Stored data
:::

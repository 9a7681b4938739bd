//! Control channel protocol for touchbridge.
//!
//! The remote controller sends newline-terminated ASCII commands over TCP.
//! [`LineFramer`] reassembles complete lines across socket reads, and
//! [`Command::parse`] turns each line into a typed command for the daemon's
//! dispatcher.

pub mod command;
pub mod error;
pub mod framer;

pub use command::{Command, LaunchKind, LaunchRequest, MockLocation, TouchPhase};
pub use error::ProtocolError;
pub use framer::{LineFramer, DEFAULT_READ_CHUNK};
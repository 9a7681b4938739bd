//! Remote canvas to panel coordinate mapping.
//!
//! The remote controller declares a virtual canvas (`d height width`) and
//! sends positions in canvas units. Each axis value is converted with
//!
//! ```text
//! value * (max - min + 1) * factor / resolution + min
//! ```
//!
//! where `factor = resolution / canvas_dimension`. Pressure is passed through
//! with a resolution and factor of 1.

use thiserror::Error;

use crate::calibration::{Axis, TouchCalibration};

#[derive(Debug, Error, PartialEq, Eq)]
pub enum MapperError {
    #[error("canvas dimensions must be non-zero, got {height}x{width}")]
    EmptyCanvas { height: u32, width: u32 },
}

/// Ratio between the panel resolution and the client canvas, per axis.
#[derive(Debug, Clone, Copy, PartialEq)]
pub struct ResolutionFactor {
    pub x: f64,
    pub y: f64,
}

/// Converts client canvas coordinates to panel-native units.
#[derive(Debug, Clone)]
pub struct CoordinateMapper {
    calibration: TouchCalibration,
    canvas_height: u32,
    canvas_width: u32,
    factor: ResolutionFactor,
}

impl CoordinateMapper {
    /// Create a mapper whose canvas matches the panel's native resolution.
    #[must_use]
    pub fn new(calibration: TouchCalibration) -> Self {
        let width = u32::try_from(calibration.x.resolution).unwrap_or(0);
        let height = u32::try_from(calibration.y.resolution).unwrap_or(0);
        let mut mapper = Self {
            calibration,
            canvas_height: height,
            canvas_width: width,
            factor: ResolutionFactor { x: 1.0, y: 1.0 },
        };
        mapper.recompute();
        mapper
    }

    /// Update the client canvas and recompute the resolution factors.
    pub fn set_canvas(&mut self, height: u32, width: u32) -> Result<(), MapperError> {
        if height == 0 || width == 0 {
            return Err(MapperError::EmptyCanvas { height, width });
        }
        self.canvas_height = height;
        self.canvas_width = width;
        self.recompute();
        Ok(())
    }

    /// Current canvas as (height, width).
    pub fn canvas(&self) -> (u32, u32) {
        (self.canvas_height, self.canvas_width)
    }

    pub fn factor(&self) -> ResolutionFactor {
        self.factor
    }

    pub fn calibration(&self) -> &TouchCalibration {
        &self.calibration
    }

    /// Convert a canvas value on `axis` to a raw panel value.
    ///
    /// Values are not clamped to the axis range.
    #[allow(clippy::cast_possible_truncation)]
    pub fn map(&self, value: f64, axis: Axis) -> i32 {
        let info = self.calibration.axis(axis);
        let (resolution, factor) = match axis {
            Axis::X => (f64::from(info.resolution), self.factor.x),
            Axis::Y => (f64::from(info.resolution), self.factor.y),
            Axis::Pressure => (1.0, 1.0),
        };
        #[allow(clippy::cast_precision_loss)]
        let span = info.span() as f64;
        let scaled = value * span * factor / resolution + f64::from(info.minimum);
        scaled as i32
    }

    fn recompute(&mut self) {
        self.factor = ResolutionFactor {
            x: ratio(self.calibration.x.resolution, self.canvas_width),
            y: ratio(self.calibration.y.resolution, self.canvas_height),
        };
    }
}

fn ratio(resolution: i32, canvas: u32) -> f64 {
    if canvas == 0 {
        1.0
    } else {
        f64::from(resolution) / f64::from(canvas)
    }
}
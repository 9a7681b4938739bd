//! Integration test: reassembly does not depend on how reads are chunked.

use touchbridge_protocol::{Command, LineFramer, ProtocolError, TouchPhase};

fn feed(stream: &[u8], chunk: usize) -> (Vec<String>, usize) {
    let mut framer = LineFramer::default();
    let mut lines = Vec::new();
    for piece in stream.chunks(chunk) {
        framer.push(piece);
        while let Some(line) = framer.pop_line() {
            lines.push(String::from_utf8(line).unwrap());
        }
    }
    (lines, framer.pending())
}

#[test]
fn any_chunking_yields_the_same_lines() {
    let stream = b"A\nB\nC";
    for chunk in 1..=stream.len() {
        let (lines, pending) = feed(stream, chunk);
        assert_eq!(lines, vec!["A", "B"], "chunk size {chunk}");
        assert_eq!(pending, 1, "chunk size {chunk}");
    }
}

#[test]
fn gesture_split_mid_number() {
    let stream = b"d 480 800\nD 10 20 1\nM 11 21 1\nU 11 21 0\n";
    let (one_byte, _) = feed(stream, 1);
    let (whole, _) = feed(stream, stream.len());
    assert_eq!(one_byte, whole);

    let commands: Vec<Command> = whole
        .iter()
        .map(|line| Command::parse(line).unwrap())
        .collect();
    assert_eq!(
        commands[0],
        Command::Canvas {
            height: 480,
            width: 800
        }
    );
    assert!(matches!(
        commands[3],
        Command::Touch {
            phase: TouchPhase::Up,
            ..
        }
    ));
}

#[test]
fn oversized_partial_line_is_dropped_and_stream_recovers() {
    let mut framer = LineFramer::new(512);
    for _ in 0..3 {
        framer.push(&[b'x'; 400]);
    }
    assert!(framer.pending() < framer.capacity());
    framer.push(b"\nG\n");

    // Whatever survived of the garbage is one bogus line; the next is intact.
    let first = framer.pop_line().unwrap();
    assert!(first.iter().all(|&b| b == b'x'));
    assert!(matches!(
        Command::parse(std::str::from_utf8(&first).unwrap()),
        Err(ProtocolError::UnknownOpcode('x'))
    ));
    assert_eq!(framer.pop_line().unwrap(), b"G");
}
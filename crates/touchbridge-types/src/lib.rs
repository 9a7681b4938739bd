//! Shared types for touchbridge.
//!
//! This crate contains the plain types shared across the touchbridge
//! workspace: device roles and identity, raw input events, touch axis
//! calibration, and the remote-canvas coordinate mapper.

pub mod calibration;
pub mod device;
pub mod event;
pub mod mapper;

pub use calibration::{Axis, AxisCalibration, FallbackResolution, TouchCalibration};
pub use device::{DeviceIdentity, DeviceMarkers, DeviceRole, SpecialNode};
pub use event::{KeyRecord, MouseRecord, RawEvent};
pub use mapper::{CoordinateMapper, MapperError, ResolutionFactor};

:::

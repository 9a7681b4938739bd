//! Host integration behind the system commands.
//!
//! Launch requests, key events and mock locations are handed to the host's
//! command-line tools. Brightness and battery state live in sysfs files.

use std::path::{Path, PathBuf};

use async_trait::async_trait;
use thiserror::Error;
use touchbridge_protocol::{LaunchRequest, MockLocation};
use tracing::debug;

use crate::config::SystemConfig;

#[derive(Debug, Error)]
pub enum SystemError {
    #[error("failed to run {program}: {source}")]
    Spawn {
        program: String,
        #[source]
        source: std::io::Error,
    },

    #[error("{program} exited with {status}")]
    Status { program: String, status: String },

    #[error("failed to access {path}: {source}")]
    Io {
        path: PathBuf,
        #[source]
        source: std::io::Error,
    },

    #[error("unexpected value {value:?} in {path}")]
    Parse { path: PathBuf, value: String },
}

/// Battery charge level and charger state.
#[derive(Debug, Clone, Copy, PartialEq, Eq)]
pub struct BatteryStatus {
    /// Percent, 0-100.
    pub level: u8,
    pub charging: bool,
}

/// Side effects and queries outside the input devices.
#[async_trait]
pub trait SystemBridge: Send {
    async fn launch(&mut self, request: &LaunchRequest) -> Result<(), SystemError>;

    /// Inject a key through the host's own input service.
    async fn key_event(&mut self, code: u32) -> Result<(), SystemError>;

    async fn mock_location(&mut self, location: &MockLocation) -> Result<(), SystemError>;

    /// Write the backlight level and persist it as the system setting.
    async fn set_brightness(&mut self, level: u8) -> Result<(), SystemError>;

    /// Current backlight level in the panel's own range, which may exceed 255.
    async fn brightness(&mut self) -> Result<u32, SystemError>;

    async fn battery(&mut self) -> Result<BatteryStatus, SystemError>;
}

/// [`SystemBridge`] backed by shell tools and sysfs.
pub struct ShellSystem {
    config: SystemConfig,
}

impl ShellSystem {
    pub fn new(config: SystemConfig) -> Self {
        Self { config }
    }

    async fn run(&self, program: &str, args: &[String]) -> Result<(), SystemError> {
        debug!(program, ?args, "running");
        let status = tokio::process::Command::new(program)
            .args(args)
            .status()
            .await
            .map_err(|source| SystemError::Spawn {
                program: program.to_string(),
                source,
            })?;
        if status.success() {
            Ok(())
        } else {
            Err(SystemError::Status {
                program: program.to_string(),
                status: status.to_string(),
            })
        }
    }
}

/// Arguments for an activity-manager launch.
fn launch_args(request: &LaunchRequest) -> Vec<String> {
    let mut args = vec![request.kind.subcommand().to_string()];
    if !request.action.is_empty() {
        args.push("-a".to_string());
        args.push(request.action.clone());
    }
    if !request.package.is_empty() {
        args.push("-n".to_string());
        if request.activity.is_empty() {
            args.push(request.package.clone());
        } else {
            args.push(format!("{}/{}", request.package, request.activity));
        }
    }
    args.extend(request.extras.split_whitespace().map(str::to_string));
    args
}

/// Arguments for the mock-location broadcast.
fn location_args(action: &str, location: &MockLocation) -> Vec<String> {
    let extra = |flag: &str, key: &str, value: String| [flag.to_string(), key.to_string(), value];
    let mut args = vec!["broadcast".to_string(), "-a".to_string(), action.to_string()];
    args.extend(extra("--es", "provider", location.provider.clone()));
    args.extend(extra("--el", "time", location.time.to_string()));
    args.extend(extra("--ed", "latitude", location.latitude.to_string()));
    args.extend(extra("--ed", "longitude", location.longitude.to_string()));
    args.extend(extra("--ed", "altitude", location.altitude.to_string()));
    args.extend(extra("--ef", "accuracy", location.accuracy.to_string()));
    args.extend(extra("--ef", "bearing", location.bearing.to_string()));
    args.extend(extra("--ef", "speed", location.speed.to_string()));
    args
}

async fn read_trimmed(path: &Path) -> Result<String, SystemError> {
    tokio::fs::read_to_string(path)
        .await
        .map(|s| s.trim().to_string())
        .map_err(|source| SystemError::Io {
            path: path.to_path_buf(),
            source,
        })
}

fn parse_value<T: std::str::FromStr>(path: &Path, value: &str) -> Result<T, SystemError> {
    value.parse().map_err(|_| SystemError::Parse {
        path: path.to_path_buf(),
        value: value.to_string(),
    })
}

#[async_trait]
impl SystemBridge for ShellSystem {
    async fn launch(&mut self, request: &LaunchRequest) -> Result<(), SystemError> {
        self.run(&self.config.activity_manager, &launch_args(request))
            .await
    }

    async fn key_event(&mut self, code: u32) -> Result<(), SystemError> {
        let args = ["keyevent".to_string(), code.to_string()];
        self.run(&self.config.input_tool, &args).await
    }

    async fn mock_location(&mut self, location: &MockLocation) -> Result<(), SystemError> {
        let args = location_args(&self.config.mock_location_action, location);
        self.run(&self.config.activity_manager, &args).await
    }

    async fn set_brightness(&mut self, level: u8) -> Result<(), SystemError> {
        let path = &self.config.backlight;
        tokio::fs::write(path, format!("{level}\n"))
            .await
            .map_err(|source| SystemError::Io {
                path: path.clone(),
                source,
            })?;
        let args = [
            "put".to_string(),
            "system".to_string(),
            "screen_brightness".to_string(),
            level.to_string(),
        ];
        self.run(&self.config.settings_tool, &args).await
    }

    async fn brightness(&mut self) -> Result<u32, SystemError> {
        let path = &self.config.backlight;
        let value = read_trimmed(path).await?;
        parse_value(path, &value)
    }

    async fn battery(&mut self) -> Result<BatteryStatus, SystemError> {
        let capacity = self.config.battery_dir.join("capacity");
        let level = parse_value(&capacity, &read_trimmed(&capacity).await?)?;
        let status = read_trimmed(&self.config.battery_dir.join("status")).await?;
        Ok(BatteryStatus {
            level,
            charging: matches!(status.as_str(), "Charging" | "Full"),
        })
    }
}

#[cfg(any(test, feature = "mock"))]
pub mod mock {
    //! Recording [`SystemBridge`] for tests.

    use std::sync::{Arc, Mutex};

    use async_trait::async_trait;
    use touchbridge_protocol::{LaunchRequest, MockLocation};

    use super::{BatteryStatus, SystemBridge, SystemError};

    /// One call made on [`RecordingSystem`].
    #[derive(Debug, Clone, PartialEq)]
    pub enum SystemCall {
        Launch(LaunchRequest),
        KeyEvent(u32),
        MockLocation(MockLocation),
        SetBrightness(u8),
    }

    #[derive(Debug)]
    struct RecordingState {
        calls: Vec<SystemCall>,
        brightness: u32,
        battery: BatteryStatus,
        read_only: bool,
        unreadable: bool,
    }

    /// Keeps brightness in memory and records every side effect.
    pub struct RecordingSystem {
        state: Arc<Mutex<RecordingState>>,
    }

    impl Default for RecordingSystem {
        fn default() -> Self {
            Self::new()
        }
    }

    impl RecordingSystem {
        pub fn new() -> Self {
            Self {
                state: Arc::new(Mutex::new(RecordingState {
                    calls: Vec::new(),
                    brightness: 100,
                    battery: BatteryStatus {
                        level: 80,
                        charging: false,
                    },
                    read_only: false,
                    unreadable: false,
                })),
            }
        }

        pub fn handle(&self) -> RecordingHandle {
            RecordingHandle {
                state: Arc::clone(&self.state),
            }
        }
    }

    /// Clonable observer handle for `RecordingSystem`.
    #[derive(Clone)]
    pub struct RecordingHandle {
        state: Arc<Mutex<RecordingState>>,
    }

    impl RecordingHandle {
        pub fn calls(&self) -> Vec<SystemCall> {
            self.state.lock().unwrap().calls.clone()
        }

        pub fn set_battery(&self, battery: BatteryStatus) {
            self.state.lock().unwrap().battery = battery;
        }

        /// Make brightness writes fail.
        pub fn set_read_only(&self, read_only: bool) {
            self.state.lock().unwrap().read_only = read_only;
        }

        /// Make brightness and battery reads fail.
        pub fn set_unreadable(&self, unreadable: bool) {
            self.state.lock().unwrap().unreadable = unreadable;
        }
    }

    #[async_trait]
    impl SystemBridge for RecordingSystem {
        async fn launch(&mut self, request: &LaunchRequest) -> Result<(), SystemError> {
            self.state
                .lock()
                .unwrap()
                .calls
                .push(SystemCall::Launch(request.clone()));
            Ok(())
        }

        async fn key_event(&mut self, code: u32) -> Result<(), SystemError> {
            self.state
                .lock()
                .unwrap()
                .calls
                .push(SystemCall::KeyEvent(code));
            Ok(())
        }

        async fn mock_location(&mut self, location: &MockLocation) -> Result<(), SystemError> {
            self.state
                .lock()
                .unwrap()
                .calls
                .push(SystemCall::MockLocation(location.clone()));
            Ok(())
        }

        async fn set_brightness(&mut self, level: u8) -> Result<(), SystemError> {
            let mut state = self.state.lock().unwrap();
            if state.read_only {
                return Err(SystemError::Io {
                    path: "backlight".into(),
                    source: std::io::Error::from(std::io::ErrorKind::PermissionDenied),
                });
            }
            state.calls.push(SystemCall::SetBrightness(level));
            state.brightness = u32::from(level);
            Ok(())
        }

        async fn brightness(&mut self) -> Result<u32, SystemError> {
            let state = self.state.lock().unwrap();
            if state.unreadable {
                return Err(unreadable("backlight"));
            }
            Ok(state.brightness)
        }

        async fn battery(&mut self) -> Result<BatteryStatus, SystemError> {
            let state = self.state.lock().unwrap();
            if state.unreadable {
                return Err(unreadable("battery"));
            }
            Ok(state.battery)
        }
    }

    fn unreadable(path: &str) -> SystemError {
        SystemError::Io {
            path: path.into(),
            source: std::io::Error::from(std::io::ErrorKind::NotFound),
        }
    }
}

:::

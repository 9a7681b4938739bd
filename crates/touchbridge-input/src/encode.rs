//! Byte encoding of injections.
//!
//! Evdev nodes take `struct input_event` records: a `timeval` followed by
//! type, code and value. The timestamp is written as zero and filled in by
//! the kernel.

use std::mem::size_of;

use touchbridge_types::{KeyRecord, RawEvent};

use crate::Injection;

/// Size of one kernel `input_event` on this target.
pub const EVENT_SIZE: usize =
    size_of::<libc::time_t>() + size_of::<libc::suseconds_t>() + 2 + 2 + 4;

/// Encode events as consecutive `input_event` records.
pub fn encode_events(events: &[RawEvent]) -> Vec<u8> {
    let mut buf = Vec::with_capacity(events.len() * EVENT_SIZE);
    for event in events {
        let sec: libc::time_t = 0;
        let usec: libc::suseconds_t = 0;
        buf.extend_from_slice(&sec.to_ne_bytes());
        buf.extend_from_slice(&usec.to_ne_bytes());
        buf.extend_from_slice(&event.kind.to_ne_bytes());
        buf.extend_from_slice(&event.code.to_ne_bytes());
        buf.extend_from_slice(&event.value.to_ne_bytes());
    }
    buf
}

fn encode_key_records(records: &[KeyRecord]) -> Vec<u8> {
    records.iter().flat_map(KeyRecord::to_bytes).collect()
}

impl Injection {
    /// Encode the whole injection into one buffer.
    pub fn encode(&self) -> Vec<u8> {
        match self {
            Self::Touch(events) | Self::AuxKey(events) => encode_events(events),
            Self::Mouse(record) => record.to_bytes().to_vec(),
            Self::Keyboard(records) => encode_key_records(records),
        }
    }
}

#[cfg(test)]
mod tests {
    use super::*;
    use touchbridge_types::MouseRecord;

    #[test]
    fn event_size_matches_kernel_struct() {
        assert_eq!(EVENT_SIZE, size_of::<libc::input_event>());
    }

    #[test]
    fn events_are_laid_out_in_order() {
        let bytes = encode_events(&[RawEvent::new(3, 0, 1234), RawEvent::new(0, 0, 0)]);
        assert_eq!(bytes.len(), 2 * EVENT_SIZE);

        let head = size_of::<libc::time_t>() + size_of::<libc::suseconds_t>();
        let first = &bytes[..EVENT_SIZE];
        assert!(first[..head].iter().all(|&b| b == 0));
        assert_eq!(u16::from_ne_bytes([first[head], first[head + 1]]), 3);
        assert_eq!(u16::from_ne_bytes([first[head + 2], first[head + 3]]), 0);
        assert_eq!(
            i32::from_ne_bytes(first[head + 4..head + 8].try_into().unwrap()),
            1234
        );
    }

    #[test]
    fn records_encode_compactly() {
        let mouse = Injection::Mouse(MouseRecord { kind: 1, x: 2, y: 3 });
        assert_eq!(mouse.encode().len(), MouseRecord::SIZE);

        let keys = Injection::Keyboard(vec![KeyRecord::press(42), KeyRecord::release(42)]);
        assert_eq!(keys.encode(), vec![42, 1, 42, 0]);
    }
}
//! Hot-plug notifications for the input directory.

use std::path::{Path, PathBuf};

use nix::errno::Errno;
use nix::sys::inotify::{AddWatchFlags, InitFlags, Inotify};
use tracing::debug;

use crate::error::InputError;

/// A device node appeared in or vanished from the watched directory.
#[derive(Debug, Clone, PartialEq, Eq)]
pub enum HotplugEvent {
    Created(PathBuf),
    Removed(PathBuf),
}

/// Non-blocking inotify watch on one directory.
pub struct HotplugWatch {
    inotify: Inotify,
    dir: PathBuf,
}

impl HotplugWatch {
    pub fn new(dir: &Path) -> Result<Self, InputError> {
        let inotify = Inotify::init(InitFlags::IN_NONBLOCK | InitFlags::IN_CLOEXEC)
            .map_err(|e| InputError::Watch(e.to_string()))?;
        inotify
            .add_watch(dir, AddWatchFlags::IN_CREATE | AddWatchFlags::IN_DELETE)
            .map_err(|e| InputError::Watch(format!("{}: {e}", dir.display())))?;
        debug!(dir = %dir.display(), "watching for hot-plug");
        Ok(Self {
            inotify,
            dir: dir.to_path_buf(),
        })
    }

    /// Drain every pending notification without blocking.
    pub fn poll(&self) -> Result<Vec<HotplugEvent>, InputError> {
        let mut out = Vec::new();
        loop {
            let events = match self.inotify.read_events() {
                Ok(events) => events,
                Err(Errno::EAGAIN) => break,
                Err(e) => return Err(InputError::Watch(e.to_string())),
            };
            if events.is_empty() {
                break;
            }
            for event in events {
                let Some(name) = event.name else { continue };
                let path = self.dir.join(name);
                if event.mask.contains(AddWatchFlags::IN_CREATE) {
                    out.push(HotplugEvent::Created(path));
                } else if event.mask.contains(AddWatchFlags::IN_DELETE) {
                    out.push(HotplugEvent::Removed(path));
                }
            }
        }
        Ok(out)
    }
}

:::

__What is required__. Which lines in the records above contain the string "sysfs"? Copy them.

__Problem solution__.
//! command-line tools. Brightness and battery state live in sysfs files.
/// [`SystemBridge`] backed by shell tools and sysfs.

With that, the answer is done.